1. A method of treating healthy or diseased or inflamed intact skin, comprising:
applying to an area of skin to be treated, an oxygen generating, one time use dressing comprising a peroxide oxygen source and a peroxide decomposition catalyst, said peroxide source present in an amount such that said peroxide source decomposes to produce oxygen whereby at least 80% of said oxygen generation is complete within a period of 4 hours, said dressing having a layer which is impermeable to oxygen disposed on an outer surface remote from a skin contacting surface.
2. The method of claim 1, wherein generation of oxygen is substantially complete within a period of two hours.
3. The method of claim 1, wherein said dressing further comprises a pressure sensitive adhesive which reversibly bonds to the skin.
4. The method of claim 1, wherein said peroxide decomposition catalyst is an immobilized solid.
5. The method of claim 4, wherein said peroxide decomposition catalyst comprises manganese peroxide.
6. The method of claim 4 wherein said peroxide decomposition catalyst is contained within fibers.
7. The method of claim 1, wherein said dressing comprises a gel containing peroxide decomposition catalyst.
8. The method of claim 7, wherein said gel is an adhesive gel.

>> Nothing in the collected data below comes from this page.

//! In-memory log store client.
//!
//! Honors the same protocol as the external log: per-stream revisions with
//! optimistic appends, a global commit order, `$ce-{category}` projections,
//! `$all`, hard deletes leaving `$$` tombstones, catch-up subscriptions, and
//! consumer groups with in-flight tracking, redelivery after the message
//! timeout, and parking.
//!
//! Also exposes call counters and fault injection for tests.

use std::collections::{HashMap, HashSet, VecDeque};
use std::sync::atomic::{AtomicBool, AtomicUsize, Ordering};
use std::sync::Arc;
use std::time::Duration;

use async_trait::async_trait;
use chrono::Utc;
use tokio::sync::{broadcast, watch, Mutex, Notify};
use tokio::time::Instant;
use tracing::{debug, info, warn};
use uuid::Uuid;

use super::{
    AckHandle, ClientError, Delivery, ExpectedRevision, NackAction, PersistentConnection,
    PersistentSettings, RecordStream, Result, StoreClient, CATEGORY_STREAM_PREFIX,
};
use crate::record::{EventDescriptor, EventRecord, RawEventRecord, TOMBSTONE_PREFIX};

/// Stream name addressing every record in commit order.
pub const ALL_STREAM: &str = "$all";

/// Event type written into tombstone records.
pub const STREAM_DELETED_EVENT: &str = "$streamDeleted";

/// Live fan-out capacity. Slow catch-up readers beyond this are dropped.
const LIVE_CAPACITY: usize = 1024;

/// Upper bound on how long a persistent reader sleeps between checks.
const POLL_INTERVAL: Duration = Duration::from_millis(25);

/// Settled ids kept per consumer group for inspection; older ones are
/// forgotten.
pub const SETTLED_HISTORY: usize = 1024;

/// Which records a read or subscription addresses.
#[derive(Debug, Clone, PartialEq, Eq)]
enum Target {
    All,
    Category(String),
    Stream(String),
}

impl Target {
    fn parse(stream: &str) -> Self {
        if stream == ALL_STREAM {
            Target::All
        } else if let Some(category) = stream.strip_prefix(CATEGORY_STREAM_PREFIX) {
            Target::Category(category.to_string())
        } else {
            Target::Stream(stream.to_string())
        }
    }

    /// Position of `entry` within this target, if it belongs to it.
    fn position_of(&self, entry: &LogEntry) -> Option<u64> {
        match self {
            Target::All => Some(entry.record.commit_position),
            Target::Category(category) => match &entry.category {
                Some((c, pos)) if c == category => Some(*pos),
                _ => None,
            },
            Target::Stream(stream) => {
                (entry.record.stream_name == *stream).then_some(entry.record.stream_position)
            }
        }
    }
}

/// Category of a stream: the part before the first `-`.
///
/// Tombstones count toward the category of the stream they replace; other
/// `$`-prefixed streams belong to none.
fn category_of(stream: &str) -> Option<&str> {
    let name = stream.strip_prefix(TOMBSTONE_PREFIX).unwrap_or(stream);
    if name.starts_with('$') {
        return None;
    }
    name.split_once('-').map(|(category, _)| category)
}

#[derive(Debug, Clone)]
struct LogEntry {
    record: RawEventRecord,
    /// Category name and position within the category projection.
    category: Option<(String, u64)>,
}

9. The method of claim 1, wherein said peroxide is hydrogen peroxide.
10. The method of claim 9, wherein said hydrogen peroxide is present in a composition containing from 0.5 to 10 weight percent hydrogen peroxide based on the weight of the composition.
11. The method of claim 1, wherein said peroxide oxygen source is contained within said dressing separate from said peroxide decomposition catalyst.

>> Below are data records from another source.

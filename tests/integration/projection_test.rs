//! Read models built from category subscriptions.

use std::collections::HashMap;

use tessera::{AggregateRoot, DeleteMode, Repository, Selector};

use crate::common::{deposit, setup, Account, AccountEvent, WAIT};

async fn open(repo: &Repository<Account, String>, id: &str, cents: i64) {
    let mut account = AggregateRoot::new(id.to_string());
    account.raise(AccountEvent::Opened {
        owner: id.to_string(),
    });
    account.raise(deposit(cents));
    repo.add(&mut account).await.unwrap();
}

fn project(balances: &mut HashMap<String, i64>, stream: &str, event: &AccountEvent) {
    let balance = balances.entry(stream.to_string()).or_default();
    match event {
        AccountEvent::Deposited(amount) => *balance += amount.cents,
        AccountEvent::Withdrawn(amount) => *balance -= amount.cents,
        AccountEvent::Opened { .. } | AccountEvent::Closed => {}
    }
}

#[tokio::test]
async fn test_catch_up_projection_over_category() {
    let (_, store, events) = setup();
    let repo: Repository<Account, String> =
        Repository::new(events).with_delete_mode(DeleteMode::Hard);

    open(&repo, "a", 100).await;
    open(&repo, "b", 250).await;

    let mut subscription = store
        .observe::<AccountEvent>(Selector::category("account"), None, None)
        .await
        .unwrap()
        .into_catch_up()
        .unwrap();

    let mut balances = HashMap::new();
    for _ in 0..4 {
        let record = tokio::time::timeout(WAIT, subscription.recv())
            .await
            .unwrap()
            .unwrap();
        project(&mut balances, &record.stream_name, &record.data);
    }
    assert_eq!(balances.get("account-a"), Some(&100));
    assert_eq!(balances.get("account-b"), Some(&250));

    // The tombstone lands in the category but is never emitted
    repo.remove(&"a".to_string()).await.unwrap();
    open(&repo, "c", 75).await;
    for _ in 0..2 {
        let record = tokio::time::timeout(WAIT, subscription.recv())
            .await
            .unwrap()
            .unwrap();
        assert_eq!(record.stream_name, "account-c");
        project(&mut balances, &record.stream_name, &record.data);
    }
    assert_eq!(balances.get("account-c"), Some(&75));

    subscription.close().await;
}

#[tokio::test]
async fn test_consumer_group_projection_acks_everything() {
    let (client, store, events) = setup();
    let repo: Repository<Account, String> = Repository::new(events);
    open(&repo, "a", 10).await;
    open(&repo, "b", 20).await;

    let mut subscription = store
        .observe::<AccountEvent>(Selector::category("account"), Some("balances"), None)
        .await
        .unwrap()
        .into_persistent()
        .unwrap();

    let mut balances = HashMap::new();
    let mut ids = Vec::new();
    for _ in 0..4 {
        let record = tokio::time::timeout(WAIT, subscription.recv())
            .await
            .unwrap()
            .unwrap();
        project(&mut balances, &record.stream_name, &record.data);
        subscription.ack(&record).await.unwrap();
        ids.push(record.id);
    }

    assert_eq!(balances.values().sum::<i64>(), 30);
    assert_eq!(client.acknowledged("$ce-account", "balances").await, ids);
    assert_eq!(client.in_flight("$ce-account", "balances").await, 0);

    subscription.close().await;
}

#[tokio::test]
async fn test_consumer_group_survives_reconnect() {
    let (client, store, events) = setup();
    let repo: Repository<Account, String> = Repository::new(events);
    open(&repo, "a", 10).await;

    let mut subscription = store
        .observe::<AccountEvent>(Selector::category("account"), Some("audit"), None)
        .await
        .unwrap()
        .into_persistent()
        .unwrap();

    let opened = tokio::time::timeout(WAIT, subscription.recv())
        .await
        .unwrap()
        .unwrap();
    subscription.ack(&opened).await.unwrap();

    // Left unacked across the reconnect
    let deposited = tokio::time::timeout(WAIT, subscription.recv())
        .await
        .unwrap()
        .unwrap();

    client.drop_connections().await;

    let redelivered = tokio::time::timeout(WAIT, subscription.recv())
        .await
        .unwrap()
        .unwrap();
    assert_eq!(redelivered.id, deposited.id);
    assert!(redelivered.retry_count() > 0);

    let mut settled = false;
    for _ in 0..50 {
        if subscription.ack(&redelivered).await.is_ok() {
            settled = true;
            break;
        }
        tokio::time::sleep(std::time::Duration::from_millis(10)).await;
    }
    assert!(settled);

    subscription.close().await;
}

12. The method of claim 11, wherein said peroxide oxygen source comprises hydrogen peroxide contained in a rupturable package within said dressing.
13. The method of claim 1, wherein said peroxide oxygen source is external to said dressing, and is applied to said dressing from a peroxide composition dispenser.
14. The method of claim 1, wherein said healthy skin is dried and/or wrinkled skin.
15. The method of claim 14, wherein said healthy skin is adjacent an ocular region.
16. A dressing suitable for use in treating crows feet, wrinkles or circles under the eyes by the method of claim 1, having a generally triangular shape or a generally crescent shape.
17. A dressing suitable for the method of claim 1, comprising at least one of a hydrogel layer containing dispersed manganese dioxide, or water absorbant or water swellable fibers containing manganese dioxide, a rupturable reservoir containing an aqueous hydrogen peroxide liquid composition, and an oxygen impermeable film remote from the surface of the dressing to be applied to the skin, the hydrogel layer being adhesive to the skin.
18. A dressing suitable for the method of claim 1, having an oxygen supplying active area comprising an open pored foam containing immobilized particles of manganese dioxide, an adhesive surround effective to attach the dressing to the skin, and an internal supply of aqueous hydrogen peroxide separate from said manganese dioxide.
19. The dressing of claim 16, further comprising at least one of an emollient, a humectant, an antiseptic, a pigment altering agent, or an exfoliating agent.
US11/269,433 2004-12-08 2005-11-08 Method for oxygen treatment of intact skin Abandoned US20060121101A1 (en)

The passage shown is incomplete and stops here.